In its judgment in State of Punjab Vs. V.K. Khanna and Others JT 2000 (Suppl.3) SC 349, the Apex Court has also held that in the event of malice or mala fide or bias on the part of the concerned authority, courts are justified in interfering at the earlier stage so as to avoid harassment and humiliation of the public servant. The relevant part of the said judgment is as under:-

37. While it is true that justifiability of the charges at this stage of initiating a disciplinary proceeding cannot possibly be delved into by any court pending inquiry but it is equally well settled that in the event there is an element of malice or malafide, motive involved in the matter of issue of a charge-sheet or the concerned authority is so biased that the inquiry would be a mere farcical show and the conclusions are well known then and in that event law courts are otherwise justified in Interfering at the earliest stage so as to avoid the harassment and humiliation of a public official. It is not a question of shielding any misdeed that the Court would be anxious, it is the due process of law which should permeate in the society and in the event of there being any affectation of such process of law that law courts ought to rise up to the occasion and the High Court in the contextual facts has delved into the issue on that score. On the basis of the findings no exception can be taken and that has been the precise reason as to why this Court dealt with the issue in so great a detail so as to examine the judicial propriety at this stage of the proceedings.
However, in its judgment in Chairman, LIC of India Vs. A. Masilamani (supra), the Apex Court has held that the court/tribunal should not generally set aside the departmental enquiry, and quash the charges on the ground of delay in initiation of disciplinary proceedings, as such a power is de hors the limitation of judicial review. The relevant part of the said judgment is as under:-
10.2. The court/tribunal should not generally set aside the departmental enquiry, and quash the charges on the ground of delay in initiation of disciplinary proceedings, as such a power is de hors the limitation of judicial review. In the event that, the court/tribunal exercises such power, it exceeds its power of judicial review at the very threshold. Therefore, a charge-sheet or show cause notice, issued in the course of disciplinary proceedings, cannot ordinarily be quashed by court. The same principle is applicable, in relation to there being a delay in conclusion of disciplinary proceedings. The facts and circumstances of the case in question, have to be examined, taking into consideration the gravity/magnitude of charges involved therein. The essence of the matter is that the court must take into consideration, all relevant facts and to balance and weigh the same, so as to determine, if it is in fact in the interest of clean and honest administration, that the judicial proceedings are allowed to be terminated, only on the ground of delay in their conclusion.
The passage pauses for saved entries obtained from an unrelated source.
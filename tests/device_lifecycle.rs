// Integration test: device faults, reconnection and queued delivery
//
// A scripted connector stands in for the hardware: opens and sends can be
// made to fail, and the fault reporter of every opened port is kept so tests
// can raise driver faults.

use ringbuf::traits::Consumer;
use stageclock::connection::{
    DeviceError, DeviceManager, DevicePort, DeviceStatus, FaultReporter, PortConnector,
    ReconnectPolicy,
};
use stageclock::messaging::{
    NotificationCategory, NotificationConsumer, NotificationKind, NotificationLevel, RingNotifier,
};
use std::sync::atomic::{AtomicBool, AtomicUsize, Ordering};
use std::sync::{Arc, Mutex};
use std::thread;
use std::time::{Duration, Instant};

const POLL: Duration = Duration::from_millis(50);

#[derive(Clone, Default)]
struct Rig {
    delivered: Arc<Mutex<Vec<u32>>>,
    opens: Arc<AtomicUsize>,
    fail_open: Arc<AtomicBool>,
    fail_send: Arc<AtomicBool>,
    /// Ports whose open hangs for a while and then fails
    stalled: Arc<Mutex<Vec<String>>>,
    reporters: Arc<Mutex<Vec<FaultReporter>>>,
}

impl Rig {
    fn delivered(&self) -> Vec<u32> {
        self.delivered.lock().unwrap().clone()
    }

    fn reporter(&self, index: usize) -> FaultReporter {
        self.reporters.lock().unwrap()[index].clone()
    }
}

struct RigPort(Rig);

impl DevicePort for RigPort {
    type Message = u32;

    fn send(&mut self, message: &u32) -> Result<(), DeviceError> {
        if self.0.fail_send.load(Ordering::SeqCst) {
            return Err(DeviceError::SendFailed("cable pulled".into()));
        }
        self.0.delivered.lock().unwrap().push(*message);
        Ok(())
    }
}

impl PortConnector for Rig {
    type Port = RigPort;

    fn open(&self, name: &str, faults: FaultReporter) -> Result<RigPort, DeviceError> {
        self.opens.fetch_add(1, Ordering::SeqCst);
        if self.stalled.lock().unwrap().iter().any(|port| port == name) {
            thread::sleep(Duration::from_millis(40));
            return Err(DeviceError::NotFound(name.to_string()));
        }
        if self.fail_open.load(Ordering::SeqCst) {
            return Err(DeviceError::NotFound(name.to_string()));
        }
        self.reporters.lock().unwrap().push(faults);
        Ok(RigPort(self.clone()))
    }
}

fn manager(rig: &Rig) -> (DeviceManager<Rig>, NotificationConsumer) {
    let (sink, rx) = RingNotifier::channel(128);
    let manager = DeviceManager::new(
        rig.clone(),
        ReconnectPolicy::new(POLL),
        NotificationCategory::Midi,
        sink,
    );
    (manager, rx)
}

fn wait_until(mut condition: impl FnMut() -> bool) -> bool {
    let deadline = Instant::now() + Duration::from_secs(5);
    while Instant::now() < deadline {
        if condition() {
            return true;
        }
        thread::sleep(Duration::from_millis(2));
    }
    condition()
}

fn kinds(rx: &mut NotificationConsumer) -> Vec<NotificationKind> {
    let mut kinds = Vec::new();
    while let Some(notification) = rx.try_pop() {
        kinds.push(notification.kind);
    }
    kinds
}

fn faults(kinds: &[NotificationKind]) -> usize {
    kinds
        .iter()
        .filter(|k| matches!(k, NotificationKind::Fault { .. }))
        .count()
}

fn reconnects(kinds: &[NotificationKind]) -> usize {
    kinds
        .iter()
        .filter(|k| matches!(k, NotificationKind::Reconnected { .. }))
        .count()
}

#[test]
fn test_missing_device_faults_once_then_replays_queue() {
    let rig = Rig::default();
    rig.fail_open.store(true, Ordering::SeqCst);
    let (manager, mut rx) = manager(&rig);

    manager.initialize(Some("Synth")).unwrap();
    assert_eq!(manager.status("Synth"), DeviceStatus::Faulted);
    assert!(manager.is_reconnect_running());

    let first = rx.try_pop().unwrap();
    assert_eq!(first.level, NotificationLevel::Error);
    assert_eq!(
        first.kind,
        NotificationKind::Fault {
            device: "Synth".into(),
            cause: "Device 'Synth' not found".into(),
        }
    );

    for message in [1, 2, 3] {
        manager.send_reliable("Synth", message).unwrap();
    }
    assert_eq!(manager.queued("Synth"), 3);

    // Several failed polls, still a single fault notification
    assert!(wait_until(|| rig.opens.load(Ordering::SeqCst) >= 4));
    assert!(kinds(&mut rx).is_empty());

    rig.fail_open.store(false, Ordering::SeqCst);
    assert!(wait_until(|| manager.status("Synth") == DeviceStatus::Connected));
    assert!(wait_until(|| manager.queued("Synth") == 0));

    assert_eq!(rig.delivered(), vec![1, 2, 3]);
    let after = kinds(&mut rx);
    assert_eq!(faults(&after), 0);
    assert_eq!(reconnects(&after), 1);
}

#[test]
fn test_send_failure_keeps_order_across_reconnect() {
    let rig = Rig::default();
    let (manager, mut rx) = manager(&rig);
    manager.initialize(Some("Synth")).unwrap();
    manager.send_reliable("Synth", 1).unwrap();

    rig.fail_send.store(true, Ordering::SeqCst);
    rig.fail_open.store(true, Ordering::SeqCst);
    manager.send_reliable("Synth", 2).unwrap();
    manager.send_reliable("Synth", 3).unwrap();
    assert!(manager.is_faulted("Synth"));
    assert_eq!(manager.queued("Synth"), 2);
    assert_eq!(faults(&kinds(&mut rx)), 1);

    rig.fail_send.store(false, Ordering::SeqCst);
    rig.fail_open.store(false, Ordering::SeqCst);
    assert!(wait_until(|| manager.queued("Synth") == 0));
    manager.send_reliable("Synth", 4).unwrap();

    assert_eq!(rig.delivered(), vec![1, 2, 3, 4]);
}

#[test]
fn test_best_effort_is_dropped_while_faulted() {
    let rig = Rig::default();
    rig.fail_open.store(true, Ordering::SeqCst);
    let (manager, _rx) = manager(&rig);
    manager.initialize(Some("Clock")).unwrap();

    manager.send_best_effort("Clock", &10);
    manager.send_best_effort("Clock", &11);
    assert_eq!(manager.queued("Clock"), 0);

    rig.fail_open.store(false, Ordering::SeqCst);
    assert!(wait_until(|| manager.status("Clock") == DeviceStatus::Connected));
    manager.send_best_effort("Clock", &12);

    assert_eq!(rig.delivered(), vec![12]);
}

#[test]
fn test_best_effort_failure_is_announced_by_supervisor() {
    let rig = Rig::default();
    let (manager, mut rx) = manager(&rig);
    manager.initialize(Some("Clock")).unwrap();

    rig.fail_send.store(true, Ordering::SeqCst);
    manager.send_best_effort("Clock", &1);
    assert!(manager.is_faulted("Clock"));

    rig.fail_send.store(false, Ordering::SeqCst);
    let mut seen = Vec::new();
    assert!(wait_until(|| {
        seen.extend(kinds(&mut rx));
        reconnects(&seen) == 1
    }));
    assert_eq!(faults(&seen), 1);
    assert_eq!(manager.status("Clock"), DeviceStatus::Connected);
}

#[test]
fn test_driver_fault_reconnects_and_stale_reports_are_ignored() {
    let rig = Rig::default();
    let (manager, mut rx) = manager(&rig);
    manager.initialize(Some("Interface")).unwrap();

    rig.reporter(0)
        .report(DeviceError::Stream("device unplugged".into()));
    assert_eq!(manager.status("Interface"), DeviceStatus::Faulted);

    let mut seen = Vec::new();
    assert!(wait_until(|| {
        seen.extend(kinds(&mut rx));
        reconnects(&seen) == 1
    }));
    assert_eq!(faults(&seen), 1);
    assert_eq!(rig.opens.load(Ordering::SeqCst), 2);

    // The first handle is gone: its reporter no longer affects the port
    rig.reporter(0).report(DeviceError::Stream("late".into()));
    assert_eq!(manager.status("Interface"), DeviceStatus::Connected);
    assert!(!manager.is_faulted("Interface"));
}

#[test]
fn test_each_port_recovers_independently() {
    let rig = Rig::default();
    let (manager, _rx) = manager(&rig);
    manager.initialize(Some("A")).unwrap();
    manager.initialize(Some("B")).unwrap();

    rig.reporter(1).report(DeviceError::Stream("B lost".into()));
    assert_eq!(manager.status("A"), DeviceStatus::Connected);
    assert_eq!(manager.status("B"), DeviceStatus::Faulted);

    assert!(wait_until(|| manager.status("B") == DeviceStatus::Connected));
    assert_eq!(manager.port_names(), vec!["A".to_string(), "B".to_string()]);
}

#[test]
fn test_dispose_stops_reconnecting() {
    let rig = Rig::default();
    rig.fail_open.store(true, Ordering::SeqCst);
    let (manager, _rx) = manager(&rig);
    manager.initialize(Some("Synth")).unwrap();
    assert!(wait_until(|| rig.opens.load(Ordering::SeqCst) >= 2));

    manager.dispose();
    assert!(!manager.is_reconnect_running());
    assert!(manager.is_disposed());

    let opens = rig.opens.load(Ordering::SeqCst);
    thread::sleep(POLL * 5);
    assert_eq!(rig.opens.load(Ordering::SeqCst), opens);
    assert_eq!(manager.send_reliable("Synth", 1), Err(DeviceError::Disposed));

    // Second dispose is a no-op
    manager.dispose();
}

#[test]
fn test_slow_reconnect_never_costs_a_healthy_port_a_message() {
    let rig = Rig::default();
    rig.stalled.lock().unwrap().push("Pedal".into());
    let (manager, _rx) = manager(&rig);
    manager.initialize(Some("Clock")).unwrap();
    manager.initialize(Some("Pedal")).unwrap();
    assert!(manager.is_faulted("Pedal"));

    let opens_before = rig.opens.load(Ordering::SeqCst);
    let start = Instant::now();
    let mut sent = Vec::new();
    let mut next = 0u32;
    while start.elapsed() < Duration::from_millis(500) {
        manager.send_best_effort("Clock", &next);
        sent.push(next);
        if next % 50 == 0 {
            // Reliable traffic to the dead port queues up meanwhile
            manager.send_reliable("Pedal", 1_000_000 + next).unwrap();
        }
        next += 1;
        thread::sleep(Duration::from_micros(500));
    }

    // The stalled port was retried several times during the run
    assert!(rig.opens.load(Ordering::SeqCst) >= opens_before + 3);
    assert_eq!(rig.delivered(), sent);
    assert!(manager.queued("Pedal") > 0);
}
14. Again in Government of Andhra Pradesh and Others Vs. V. Appala Swamy 2007 (14) SCC 49, the Apex Court held that, as far as delay in concluding the departmental proceeding is concerned, no hard and fast rule can be laid down. The relevant part of the said judgment is as under:-

12. So far as the question of delay in concluding the departmental proceedings as against a delinquent officer is concerned, in our opinion, no hard and fast rule can be laid down therefor. Each case must be determined on its own facts.

The principles upon which a proceeding can be directed to be quashed on the ground of delay are:

(1) Where by reason of the delay, the employer condoned the lapses on the part of the employee.
(2) Where the delay caused prejudice to the employee.

Such a case of prejudice, however, is to be made out by the employee before the Inquiry Officer.

In fact, the aforesaid judgments are regarding the enquiry proceedings being initiated against a delinquent employee for imposing major penalty after detailed enquiry under Rule 14 of the CCS (CCA) Rules, 1965 and corresponding rules and not in the case of issuing minor penalty under Rule 16 of the CCS (CCA) Rules, 1965 as in the present case. As the proceedings under Rule 16 of the CCS (CCA) Rules, 1965 are more in nature of summary proceedings, the delinquent employee has no opportunity for cross-examining the prosecution witness and producing any defence witness, the likelihood of arbitrariness on the part of authorities concerned is more and the delay in initiation of proceedings, if caused prejudicial to him, cannot be defended. There can also be situations where the proceedings would be mere farcical show and the conclusions are well known.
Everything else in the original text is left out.